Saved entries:
use std::{
    fs::{self, File},
    io::BufWriter,
    path::{Path, PathBuf},
};

use anyhow::{bail, Context, Result};
use json_pretty_compact::PrettyCompactFormatter;
use log::{info, warn};
use serde::{de::DeserializeOwned, Serialize};
use serde_json::Serializer;

use crate::{
    common::Color,
    config::OutputPaths,
    image::{Image, Raster},
    serialize::Artifacts,
};

fn create_parent_dir(path: &Path) -> Result<()> {
    if let Some(parent) = path.parent() {
        if !parent.as_os_str().is_empty() {
            fs::create_dir_all(parent)
                .with_context(|| format!("Unable to create {}", parent.display()))?;
        }
    }
    Ok(())
}

pub fn save_json<T: Serialize>(path: &Path, data: &T) -> Result<()> {
    info!("Saving {}", path.display());
    let formatter = PrettyCompactFormatter::new();
    let mut data_bytes = vec![];
    let mut ser = Serializer::with_formatter(&mut data_bytes, formatter);
    data.serialize(&mut ser)?;
    create_parent_dir(path)?;
    fs::write(path, &data_bytes)?;
    Ok(())
}

pub fn load_json<T: DeserializeOwned>(path: &Path) -> Result<T> {
    info!("Loading {}", path.display());
    let data_bytes =
        fs::read(path).with_context(|| format!("Unable to read {}", path.display()))?;
    let data: T = serde_json::from_slice(&data_bytes)
        .with_context(|| format!("Invalid JSON in {}", path.display()))?;
    Ok(data)
}

/// Loads a PNG as 8-bit truecolor. Alpha is ignored.
pub fn load_png(path: &Path) -> Result<Image> {
    info!("Loading {}", path.display());
    let file = File::open(path).with_context(|| format!("Unable to open {}", path.display()))?;
    let mut decoder = png::Decoder::new(file);
    decoder.set_transformations(png::Transformations::EXPAND | png::Transformations::STRIP_16);
    let mut reader = decoder.read_info()?;
    let mut buf = vec![0; reader.output_buffer_size()];
    let frame = reader.next_frame(&mut buf)?;

    let channels = match frame.color_type {
        png::ColorType::Grayscale => 1,
        png::ColorType::GrayscaleAlpha => 2,
        png::ColorType::Rgb => 3,
        png::ColorType::Rgba => 4,
        png::ColorType::Indexed => bail!("{}: indexed color was not expanded", path.display()),
    };
    let (width, height) = (frame.width, frame.height);
    let mut pixels = Vec::with_capacity(width as usize * height as usize);
    for line in buf[..frame.buffer_size()]
        .chunks(frame.line_size)
        .take(height as usize)
    {
        for px in line.chunks_exact(channels).take(width as usize) {
            pixels.push(if channels < 3 {
                Color::new(px[0], px[0], px[0])
            } else {
                Color::new(px[0], px[1], px[2])
            });
        }
    }
    Image::from_pixels(width, height, pixels)
        .with_context(|| format!("{}: truncated image data", path.display()))
}

pub fn save_png(path: &Path, image: &Image) -> Result<()> {
    info!("Saving {}", path.display());
    create_parent_dir(path)?;
    let file = File::create(path)?;
    let mut encoder = png::Encoder::new(BufWriter::new(file), image.width(), image.height());
    encoder.set_color(png::ColorType::Rgb);
    encoder.set_depth(png::BitDepth::Eight);
    let mut writer = encoder.write_header()?;
    writer.write_image_data(&image.to_rgb_bytes())?;
    Ok(())
}

fn staging_path(path: &Path) -> PathBuf {
    let mut name = path.as_os_str().to_owned();
    name.push(".tmp");
    PathBuf::from(name)
}

fn remove_all<'a>(paths: impl IntoIterator<Item = &'a Path>) {
    for path in paths {
        if let Err(e) = fs::remove_file(path) {
            warn!("Unable to remove {}: {}", path.display(), e);
        }
    }
}

/// Writes all three artifacts or none of them. Each file is staged next to its
/// destination and only renamed into place once every stage has succeeded.
pub fn save_artifacts(paths: &OutputPaths, artifacts: &Artifacts) -> Result<()> {
    let mut staged: Vec<(PathBuf, &Path)> = vec![];
    for (path, bytes) in [
        (&paths.palette, &artifacts.palette),
        (&paths.patterns, &artifacts.patterns),
        (&paths.name_table, &artifacts.name_table),
    ] {
        let tmp = staging_path(path);
        let written = create_parent_dir(path).and_then(|_| {
            fs::write(&tmp, bytes).with_context(|| format!("Unable to write {}", tmp.display()))
        });
        if let Err(e) = written {
            remove_all(staged.iter().map(|(tmp, _)| tmp.as_path()));
            return Err(e);
        }
        staged.push((tmp, path.as_path()));
    }

    for (i, (tmp, path)) in staged.iter().enumerate() {
        info!("Saving {}", path.display());
        if let Err(e) = fs::rename(tmp, path) {
            remove_all(staged[..i].iter().map(|(_, path)| *path));
            remove_all(staged[i..].iter().map(|(tmp, _)| tmp.as_path()));
            return Err(e).with_context(|| format!("Unable to write {}", path.display()));
        }
    }
    Ok(())
}

pub fn load_artifacts(paths: &OutputPaths) -> Result<Artifacts> {
    let read = |path: &Path| -> Result<Vec<u8>> {
        info!("Loading {}", path.display());
        fs::read(path).with_context(|| format!("Unable to read {}", path.display()))
    };
    Ok(Artifacts {
        palette: read(&paths.palette)?,
        patterns: read(&paths.patterns)?,
        name_table: read(&paths.name_table)?,
    })
}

| What the task requires |
Your response should be an exact copy of all the records.

| Answer box |
use std::{
    fs::{self, File},
    io::BufWriter,
    path::{Path, PathBuf},
};

use anyhow::{bail, Context, Result};
use json_pretty_compact::PrettyCompactFormatter;
use log::{info, warn};
use serde::{de::DeserializeOwned, Serialize};
use serde_json::Serializer;

use crate::{
    common::Color,
    config::OutputPaths,
    image::{Image, Raster},
    serialize::Artifacts,
};

fn create_parent_dir(path: &Path) -> Result<()> {
    if let Some(parent) = path.parent() {
        if !parent.as_os_str().is_empty() {
            fs::create_dir_all(parent)
                .with_context(|| format!("Unable to create {}", parent.display()))?;
        }
    }
    Ok(())
}

pub fn save_json<T: Serialize>(path: &Path, data: &T) -> Result<()> {
    info!("Saving {}", path.display());
    let formatter = PrettyCompactFormatter::new();
    let mut data_bytes = vec![];
    let mut ser = Serializer::with_formatter(&mut data_bytes, formatter);
    data.serialize(&mut ser)?;
    create_parent_dir(path)?;
    fs::write(path, &data_bytes)?;
    Ok(())
}

pub fn load_json<T: DeserializeOwned>(path: &Path) -> Result<T> {
    info!("Loading {}", path.display());
    let data_bytes =
        fs::read(path).with_context(|| format!("Unable to read {}", path.display()))?;
    let data: T = serde_json::from_slice(&data_bytes)
        .with_context(|| format!("Invalid JSON in {}", path.display()))?;
    Ok(data)
}

/// Loads a PNG as 8-bit truecolor. Alpha is ignored.
pub fn load_png(path: &Path) -> Result<Image> {
    info!("Loading {}", path.display());
    let file = File::open(path).with_context(|| format!("Unable to open {}", path.display()))?;
    let mut decoder = png::Decoder::new(file);
    decoder.set_transformations(png::Transformations::EXPAND | png::Transformations::STRIP_16);
    let mut reader = decoder.read_info()?;
    let mut buf = vec![0; reader.output_buffer_size()];
    let frame = reader.next_frame(&mut buf)?;

    let channels = match frame.color_type {
        png::ColorType::Grayscale => 1,
        png::ColorType::GrayscaleAlpha => 2,
        png::ColorType::Rgb => 3,
        png::ColorType::Rgba => 4,
        png::ColorType::Indexed => bail!("{}: indexed color was not expanded", path.display()),
    };
    let (width, height) = (frame.width, frame.height);
    let mut pixels = Vec::with_capacity(width as usize * height as usize);
    for line in buf[..frame.buffer_size()]
        .chunks(frame.line_size)
        .take(height as usize)
    {
        for px in line.chunks_exact(channels).take(width as usize) {
            pixels.push(if channels < 3 {
                Color::new(px[0], px[0], px[0])
            } else {
                Color::new(px[0], px[1], px[2])
            });
        }
    }
    Image::from_pixels(width, height, pixels)
        .with_context(|| format!("{}: truncated image data", path.display()))
}

pub fn save_png(path: &Path, image: &Image) -> Result<()> {
    info!("Saving {}", path.display());
    create_parent_dir(path)?;
    let file = File::create(path)?;
    let mut encoder = png::Encoder::new(BufWriter::new(file), image.width(), image.height());
    encoder.set_color(png::ColorType::Rgb);
    encoder.set_depth(png::BitDepth::Eight);
    let mut writer = encoder.write_header()?;
    writer.write_image_data(&image.to_rgb_bytes())?;
    Ok(())
}

fn staging_path(path: &Path) -> PathBuf {
    let mut name = path.as_os_str().to_owned();
    name.push(".tmp");
    PathBuf::from(name)
}

fn remove_all<'a>(paths: impl IntoIterator<Item = &'a Path>) {
    for path in paths {
        if let Err(e) = fs::remove_file(path) {
            warn!("Unable to remove {}: {}", path.display(), e);
        }
    }
}

/// Writes all three artifacts or none of them. Each file is staged next to its
/// destination and only renamed into place once every stage has succeeded.
pub fn save_artifacts(paths: &OutputPaths, artifacts: &Artifacts) -> Result<()> {
    let mut staged: Vec<(PathBuf, &Path)> = vec![];
    for (path, bytes) in [
        (&paths.palette, &artifacts.palette),
        (&paths.patterns, &artifacts.patterns),
        (&paths.name_table, &artifacts.name_table),
    ] {
        let tmp = staging_path(path);
        let written = create_parent_dir(path).and_then(|_| {
            fs::write(&tmp, bytes).with_context(|| format!("Unable to write {}", tmp.display()))
        });
        if let Err(e) = written {
            remove_all(staged.iter().map(|(tmp, _)| tmp.as_path()));
            return Err(e);
        }
        staged.push((tmp, path.as_path()));
    }

    for (i, (tmp, path)) in staged.iter().enumerate() {
        info!("Saving {}", path.display());
        if let Err(e) = fs::rename(tmp, path) {
            remove_all(staged[..i].iter().map(|(_, path)| *path));
            remove_all(staged[i..].iter().map(|(tmp, _)| tmp.as_path()));
            return Err(e).with_context(|| format!("Unable to write {}", path.display()));
        }
    }
    Ok(())
}

pub fn load_artifacts(paths: &OutputPaths) -> Result<Artifacts> {
    let read = |path: &Path| -> Result<Vec<u8>> {
        info!("Loading {}", path.display());
        fs::read(path).with_context(|| format!("Unable to read {}", path.display()))
    };
    Ok(Artifacts {
        palette: read(&paths.palette)?,
        patterns: read(&paths.patterns)?,
        name_table: read(&paths.name_table)?,
    })
}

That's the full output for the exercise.